From: Non-invasive continuous monitoring of pro-oxidant effects of engineered nanoparticles on aquatic microorganisms

Fig. 1

Reprinted with permission from (Nanotoxicology 2014; 8: 605–630). Copyright (2014)

Mechanisms of ROS generation by engineered nanomaterials via intracellular chemical reactivity (left hand side) or via physical interactions with subcellular compartments (right hand side). ENPs generate ROS by direct and indirect chemical reactions. Direct reactions involve the photoexcitation of O2, which yields singlet oxygen (1O2) and superoxide (O ·−2 ).

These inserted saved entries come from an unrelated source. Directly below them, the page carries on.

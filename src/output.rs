// Copyright 2023 Viktor Reusch
//
// This file is part of seamark_convert.
//
// seamark_convert is free software: you can redistribute it and/or modify it
// under the terms of the GNU Affero General Public License as published by the
// Free Software Foundation, either version 3 of the License, or (at your
// option) any later version.
//
// seamark_convert is distributed in the hope that it will be useful, but
// WITHOUT ANY WARRANTY; without even the implied warranty of MERCHANTABILITY or
// FITNESS FOR A PARTICULAR PURPOSE. See the GNU Affero General Public License
// for more details.
//
// You should have received a copy of the GNU Affero General Public License
// along with seamark_convert. If not, see <https://www.gnu.org/licenses/>.

//! Writing classified waypoints as GPX for the chart plotter.

use std::io::Write;

use xml::common::XmlVersion;
use xml::writer::{self, XmlEvent};
use xml::{EmitterConfig, EventWriter};

use crate::record::ClassifiedWaypoint;

/// Value of the `creator` attribute.
const CREATOR: &str = concat!("seamark_convert ", env!("CARGO_PKG_VERSION"));
const GPX_NS: &str = "http://www.topografix.com/GPX/1/1";
/// Namespace prefixes of the `<gpx>` tag.
const NAMESPACES: &[(&str, &str)] = &[
    ("xsi", "http://www.w3.org/2001/XMLSchema-instance"),
    ("xstyle", "http://www.topografix.com/GPX/gpx_style/0/2"),
    ("xgarmin", "http://www.garmin.com/xmlschemas/GpxExtensions/v3"),
];
const SCHEMA_LOCATION: &str = "http://www.topografix.com/GPX/1/1 \
    http://www.topografix.com/GPX/1/1/gpx.xsd \
    http://www.topografix.com/GPX/gpx_style/0/2 \
    http://www.topografix.com/GPX/gpx_style/0/2/gpx_style.xsd \
    http://www.garmin.com/xmlschemas/GpxExtensions/v3 \
    https://www8.garmin.com/xmlschemas/GpxExtensionsv3.xsd";
/// Content of the `<type>` tag of every waypoint.
const WAYPOINT_TYPE: &str = "Marks";

/// Streams waypoints into a GPX document.
pub struct DocumentWriter<W: Write> {
    writer: EventWriter<W>,
}

impl<W: Write> DocumentWriter<W> {
    /// Write the document header to `sink`.
    pub fn start(sink: W) -> writer::Result<Self> {
        let mut writer = EmitterConfig::new()
            .perform_indent(true)
            .normalize_empty_elements(false)
            .create_writer(sink);

        writer.write(XmlEvent::StartDocument {
            version: XmlVersion::Version10,
            encoding: Some("UTF-8"),
            standalone: None,
        })?;
        let mut gpx = XmlEvent::start_element("gpx")
            .attr("version", "1.1")
            .attr("creator", CREATOR)
            .default_ns(GPX_NS);
        for (prefix, uri) in NAMESPACES {
            gpx = gpx.ns(*prefix, *uri);
        }
        writer.write(gpx.attr("xsi:schemaLocation", SCHEMA_LOCATION))?;

        Ok(Self { writer })
    }

    /// Append a single `<wpt>`.
    pub fn write_waypoint(&mut self, waypoint: &ClassifiedWaypoint) -> writer::Result<()> {
        let lat = waypoint.lat.to_string();
        let lon = waypoint.lon.to_string();
        let w = &mut self.writer;

        w.write(XmlEvent::start_element("wpt").attr("lat", &lat).attr("lon", &lon))?;
        simple_element(w, "time", &waypoint.time)?;
        simple_element(w, "name", &waypoint.name)?;
        simple_element(w, "desc", &waypoint.description)?;
        let href = waypoint.link.as_deref().unwrap_or_default();
        w.write(XmlEvent::start_element("link").attr("href", href))?;
        w.write(XmlEvent::end_element())?;
        simple_element(w, "sym", &waypoint.symbol)?;
        simple_element(w, "type", WAYPOINT_TYPE)?;
        w.write(XmlEvent::start_element("extensions"))?;
        w.write(XmlEvent::start_element("xstyle:fill"))?;
        simple_element(w, "xstyle:color", waypoint.color)?;
        w.write(XmlEvent::end_element())?;
        w.write(XmlEvent::end_element())?;
        w.write(XmlEvent::end_element())
    }

    /// Close the document and return the sink.
    pub fn finish(mut self) -> writer::Result<W> {
        self.writer.write(XmlEvent::end_element())?;
        let mut sink = self.writer.into_inner();
        writeln!(sink)?;
        Ok(sink)
    }
}

/// Write a complete document containing `waypoints` in iteration order.
pub fn write_document<W, I>(sink: W, waypoints: I) -> writer::Result<W>
where
    W: Write,
    I: IntoIterator<Item = ClassifiedWaypoint>,
{
    let mut document = DocumentWriter::start(sink)?;
    for waypoint in waypoints {
        document.write_waypoint(&waypoint)?;
    }
    document.finish()
}

/// Write an element with `name` and text `content`.
fn simple_element<W: Write>(
    writer: &mut EventWriter<W>,
    name: &str,
    content: &str,
) -> writer::Result<()> {
    writer.write(XmlEvent::start_element(name))?;
    if !content.is_empty() {
        writer.write(XmlEvent::characters(content))?;
    }
    writer.write(XmlEvent::end_element())
}

#[cfg(test)]
mod tests {
    use super::*;

    fn waypoint() -> ClassifiedWaypoint {
        ClassifiedWaypoint {
            name: "Fish & Chips".to_string(),
            lat: 50.3,
            lon: -4.5,
            time: "2023-05-01T12:00:00Z".to_string(),
            description: "seamark:type=buoy_lateral\nseamark:colour=red\n".to_string(),
            link: Some("https://osm.org/node/1".to_string()),
            symbol: "buoy_can".to_string(),
            color: "FF0000",
        }
    }

    fn render(waypoints: Vec<ClassifiedWaypoint>) -> String {
        let sink = write_document(vec![], waypoints).unwrap();
        String::from_utf8(sink).unwrap()
    }

    #[test]
    fn empty_document() {
        let gpx = render(vec![]);
        assert!(gpx.starts_with("<?xml"));
        assert!(gpx.contains(r#"xmlns="http://www.topografix.com/GPX/1/1""#));
        assert!(gpx.contains("xmlns:xstyle="));
        assert!(gpx.contains("xmlns:xgarmin="));
        assert!(gpx.contains("xsi:schemaLocation="));
        assert!(!gpx.contains("<wpt"));
        assert!(gpx.trim_end().ends_with("</gpx>"));
    }

    #[test]
    fn waypoint_elements() {
        let gpx = render(vec![waypoint()]);
        assert!(gpx.contains(r#"<wpt lat="50.3" lon="-4.5">"#));
        assert!(gpx.contains("<time>2023-05-01T12:00:00Z</time>"));
        assert!(gpx.contains("<name>Fish &amp; Chips</name>"));
        assert!(gpx.contains("seamark:colour=red"));
        assert!(gpx.contains(r#"href="https://osm.org/node/1""#));
        assert!(gpx.contains("<sym>buoy_can</sym>"));
        assert!(gpx.contains("<type>Marks</type>"));
        assert!(gpx.contains("<xstyle:color>FF0000</xstyle:color>"));
    }

    #[test]
    fn link_and_color_are_always_written() {
        let mut plain = waypoint();
        plain.link = None;
        plain.color = "";
        let gpx = render(vec![plain]);
        assert!(gpx.contains(r#"<link href=""></link>"#));
        assert!(gpx.contains("<xstyle:fill>"));
        assert!(gpx.contains("<xstyle:color></xstyle:color>"));
        assert!(gpx.contains("<sym>buoy_can</sym>"));
    }

    #[test]
    fn order_is_preserved() {
        let names = ["first", "second", "third"];
        let waypoints = names
            .iter()
            .map(|name| ClassifiedWaypoint {
                name: name.to_string(),
                ..waypoint()
            })
            .collect();
        let gpx = render(waypoints);
        let positions: Vec<_> = names
            .iter()
            .map(|name| gpx.find(&format!("<name>{name}</name>")).unwrap())
            .collect();
        assert!(positions.windows(2).all(|p| p[0] < p[1]));
    }
}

Indirect chemical reactions involve reactions between leached ENP constituents (e.g. metal ions, organic compounds) that engage in redox cycling that yields superoxide (O ·−2 ) and hydrogen peroxide (H2O2) or in hydroxyl radical (OH·) producing Fenton and Haber–Weiss reactions. ROS yielding interactions encompass the interference with electron transfer chains in chloroplasts, peroxisomes, mitochondria and the endoplasmatic reticulum. Furthermore, interactions of ENPs and mitochondria or the endoplasmatic reticulum can also cause a loss of organelle membrane integrity that triggers the release of Ca2+ ions from interior stores, which may activate ROS generating Ca2+/calmodulin-dependent enzymes, i.e. certain nitrogen monoxide synthase isoforms that produce NO·. Interactions with NADPH oxidase (NOX) complexes in the cell membrane yield O ·−2 [29]. Illustration adapted from Unfried, Albrecht [29], not to proportion.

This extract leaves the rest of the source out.